[What is being asked]
Copy the lines below, beginning with the one that contains "pub mod ingest;" and continuing through the final line, exactly as written and with no other lines.

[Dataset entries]
- - - -

//! # Knowledge Chat
//!
//! A small chat widget that answers questions from a single admin-managed
//! knowledge snippet by forwarding them to a hosted, OpenAI-compatible
//! completion API.
//!
//! ## Architecture
//!
//! ```text
//! ┌────────────┐   ┌──────────┐   ┌───────────────┐
//! │ Admin      │──▶│  ingest  │──▶│ knowledge.txt │
//! │ PDF / text │   │ extract  │   │ (≤ max_chars) │
//! └────────────┘   └──────────┘   └───────┬───────┘
//!                                         │
//! ┌────────────┐   ┌──────────┐   ┌───────▼───────┐   ┌────────────┐
//! │ HTTP / CLI │──▶│   chat   │──▶│    prompt     │──▶│ completion │
//! │  (axum)    │   │ session  │   │  assembler    │   │  (reqwest) │
//! └────────────┘   └──────────┘   └───────────────┘   └────────────┘
//! ```
//!
//! ## Modules
//!
//! | Module | Purpose |
//! |--------|---------|
//! | [`config`] | TOML configuration and environment secrets |
//! | [`knowledge`] | Flat-file knowledge store |
//! | [`extract`] | PDF and plain-text extraction |
//! | [`ingest`] | Admin ingestion pipeline |
//! | [`session`] | Per-session messages, turns, admin flag |
//! | [`prompt`] | Prompt assembly and system instructions |
//! | [`completion`] | Completion service and fallback policy |
//! | [`chat`] | Chat loop state machine |
//! | [`export`] | CSV export of the chat log |
//! | [`server`] | HTTP server |

pub mod chat;
pub mod completion;
pub mod config;
pub mod export;
pub mod extract;
pub mod ingest;
pub mod knowledge;
pub mod prompt;
pub mod server;
pub mod session;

- - - -

[Answer space]
pub mod ingest;
pub mod knowledge;
pub mod prompt;
pub mod server;
pub mod session;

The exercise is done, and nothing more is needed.